今天秀才就帶大家來看另一個后端面試戰場上的經典系統設計問題：設計實現一個限流器。“設計限流器”其實也跟“設計短鏈系統”一樣，需要從多個維度出發，層層遞進，抽絲剝繭。看似簡單的功能背后，潛藏著分布式環境下的狀態同步、高并發處理的性能挑戰、不同業務場景的算法選型以及服務高可用等一系列復雜的工程難題。

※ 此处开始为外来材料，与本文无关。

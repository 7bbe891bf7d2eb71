// Copyright (c) 2025, Jason Jenkins
// SPDX-License-Identifier: BSD-3-Clause

//! Annotation and definition store.
//!
//! Holds every annotation drawn on the current image together with the
//! definition describing it. This is also the exact shape written to the
//! `.png.json` sidecar next to a saved capture.

use super::annotation::{Annotation, Geometry};
use super::definition::Definition;
use serde::{Deserialize, Serialize};
use std::collections::BTreeMap;

/// Annotations plus their definitions, keyed by annotation id.
#[derive(Debug, Clone, Default, PartialEq, Serialize, Deserialize)]
pub struct ImageMetaData {
    #[serde(default)]
    pub definitions: BTreeMap<String, Definition>,
    #[serde(default)]
    pub annotations: Vec<Annotation>,
}

impl ImageMetaData {
    pub fn new() -> Self {
        Self::default()
    }

    pub fn is_empty(&self) -> bool {
        self.annotations.is_empty() && self.definitions.is_empty()
    }

    pub fn annotation(&self, id: &str) -> Option<&Annotation> {
        self.annotations.iter().find(|a| a.id == id)
    }

    pub fn definition(&self, id: &str) -> Option<&Definition> {
        self.definitions.get(id)
    }

    /// Insert an annotation and its definition together.
    pub fn insert(&mut self, annotation: Annotation, definition: Definition) {
        debug_assert_eq!(annotation.id, definition.annotation_id);
        self.definitions
            .insert(definition.annotation_id.clone(), definition);
        self.annotations.retain(|a| a.id != annotation.id);
        self.annotations.push(annotation);
    }

    /// Replace the geometry of an existing annotation, and its tip when one
    /// is given. Returns false if the id is unknown.
    pub fn update_annotation(&mut self, id: &str, geometry: Geometry, tip: Option<String>) -> bool {
        match self.annotations.iter_mut().find(|a| a.id == id) {
            Some(annotation) => {
                annotation.geometry = geometry;
                if tip.is_some() {
                    annotation.tip = tip;
                }
                true
            }
            None => false,
        }
    }

    pub fn set_tip(&mut self, id: &str, tip: impl Into<String>) -> bool {
        match self.annotations.iter_mut().find(|a| a.id == id) {
            Some(annotation) => {
                annotation.tip = Some(tip.into());
                true
            }
            None => false,
        }
    }

    /// Replace a stored definition. Returns false if none exists for its id.
    pub fn update_definition(&mut self, definition: Definition) -> bool {
        match self.definitions.get_mut(&definition.annotation_id) {
            Some(slot) => {
                *slot = definition;
                true
            }
            None => false,
        }
    }

    /// Remove an annotation and its definition. Returns true if anything was removed.
    pub fn remove(&mut self, id: &str) -> bool {
        let before = self.annotations.len();
        self.annotations.retain(|a| a.id != id);
        let removed_definition = self.definitions.remove(id).is_some();
        removed_definition || self.annotations.len() != before
    }

    pub fn clear(&mut self) {
        self.annotations.clear();
        self.definitions.clear();
    }

    /// Definitions in the order their annotations were drawn.
    pub fn ordered_definitions(&self) -> impl Iterator<Item = &Definition> {
        self.annotations
            .iter()
            .filter_map(move |a| self.definitions.get(&a.id))
    }
}
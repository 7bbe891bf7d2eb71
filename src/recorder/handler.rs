// Copyright (c) 2025, Jason Jenkins
// SPDX-License-Identifier: BSD-3-Clause

//! Reacting to annotation changes from the canvas.
//!
//! Adding an annotation is a two step operation. [`handle_event`] stages the
//! annotation and a draft definition and hands back a [`PendingAdd`] holding
//! the tool that was active at that moment. Once the naming dialog closes the
//! pending add is either committed, which finalizes the definition and
//! generates code, or rolled back, which removes both again.

use crate::models::{
    annotation::Annotation,
    definition::{is_valid_identifier, Definition},
    metadata::ImageMetaData,
    tool::Tool,
};
use crate::script::{buffer::ScriptBuffer, template};
use thiserror::Error;

/// Change reported by the canvas.
#[derive(Debug, Clone, PartialEq)]
pub enum AnnotationEvent {
    Add(Annotation),
    Update(Annotation),
    Remove(String),
}

/// Names entered in the naming dialog.
#[derive(Debug, Clone, Default, PartialEq)]
pub struct NameForm {
    pub name: String,
    pub display_name: String,
}

#[derive(Debug, Clone, PartialEq, Eq, Error)]
pub enum FormError {
    #[error("Name is required")]
    MissingName,
    #[error("Display name is required")]
    MissingDisplayName,
    #[error("\"{0}\" is not a valid identifier")]
    InvalidName(String),
}

impl NameForm {
    pub fn new(name: impl Into<String>, display_name: impl Into<String>) -> Self {
        Self {
            name: name.into(),
            display_name: display_name.into(),
        }
    }

    pub fn validate(&self) -> Result<(), FormError> {
        let name = self.name.trim();
        if name.is_empty() {
            return Err(FormError::MissingName);
        }
        if !is_valid_identifier(name) {
            return Err(FormError::InvalidName(name.to_string()));
        }
        if self.display_name.trim().is_empty() {
            return Err(FormError::MissingDisplayName);
        }
        Ok(())
    }
}

/// A staged annotation waiting for its names.
#[derive(Debug, Clone, PartialEq)]
pub struct PendingAdd {
    annotation_id: String,
    tool: Tool,
}

impl PendingAdd {
    pub fn annotation_id(&self) -> &str {
        &self.annotation_id
    }

    /// Tool that was active when the annotation was drawn.
    pub fn tool(&self) -> Tool {
        self.tool
    }

    /// Finalize the staged definition and insert the generated snippet into
    /// `script`. Returns the snippet, if the tool produces one.
    ///
    /// The form must already be valid.
    pub fn commit(
        self,
        store: &mut ImageMetaData,
        form: &NameForm,
        script: &mut ScriptBuffer,
    ) -> Option<String> {
        let Some(draft) = store.definition(&self.annotation_id).cloned() else {
            log::warn!(
                "Annotation {} disappeared before it was named",
                self.annotation_id
            );
            return None;
        };

        let definition = Definition {
            name: form.name.trim().to_string(),
            display_name: form.display_name.trim().to_string(),
            ..draft
        };
        store.update_definition(definition.clone());
        store.set_tip(&self.annotation_id, definition.display_name.clone());

        let annotation = store.annotation(&self.annotation_id)?;
        let snippet = template::render(self.tool, &definition, annotation)?;
        script.insert_snippet(&snippet);
        log::info!("Inserted {:?} snippet for {}", self.tool, definition.name);
        Some(snippet)
    }

    /// Remove the staged annotation and definition.
    pub fn rollback(self, store: &mut ImageMetaData) {
        store.remove(&self.annotation_id);
        log::info!("Discarded unnamed annotation {}", self.annotation_id);
    }
}

/// What the caller has to do after an event.
#[derive(Debug, PartialEq)]
pub enum Handled {
    /// Nothing changed
    Ignored,
    /// The store was updated
    Applied,
    /// An annotation was staged; ask for its names
    Prompt(PendingAdd),
}

/// Apply a canvas event to the store, with `tool` being the active tool.
pub fn handle_event(store: &mut ImageMetaData, event: AnnotationEvent, tool: Tool) -> Handled {
    match event {
        AnnotationEvent::Add(annotation) => {
            let Some(definition_type) = tool.definition_type() else {
                return Handled::Ignored;
            };
            let id = annotation.id.clone();
            store.insert(annotation, Definition::draft(id.clone(), definition_type));
            log::info!("Staged annotation {} with {:?}", id, tool);
            Handled::Prompt(PendingAdd {
                annotation_id: id,
                tool,
            })
        }
        AnnotationEvent::Update(annotation) => {
            if store.update_annotation(&annotation.id, annotation.geometry, annotation.tip) {
                Handled::Applied
            } else {
                log::warn!("Update for unknown annotation {}", annotation.id);
                Handled::Ignored
            }
        }
        AnnotationEvent::Remove(id) => {
            if store.remove(&id) {
                log::info!("Removed annotation {}, total: {}", id, store.annotations.len());
                Handled::Applied
            } else {
                Handled::Ignored
            }
        }
    }
}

下面秀才就帶大家庖丁解牛，從一個核心需求出發，逐步構建出一個穩健、高效、可擴展的百萬級QPS限流系統。讓你在面試中游刃有余，盡顯高手風范。

一、什么是限流器

拿到問題之后，還是老規矩，首先得搞明白面試官讓我們設計的究竟是一個什么東西。限流器顧名思義，是一種控制流量的機制，用于在高并發系統中限制用戶或服務的請求速率，避免系統因為過多請求而崩潰。比如允許用戶每分鐘發起 100 次請求，超出限額的請求將被拒絕響應

二、需求梳理

面試官：“我們來聊聊系統設計吧。如果要你來實現一個高性能的限流器，你會怎么設計？”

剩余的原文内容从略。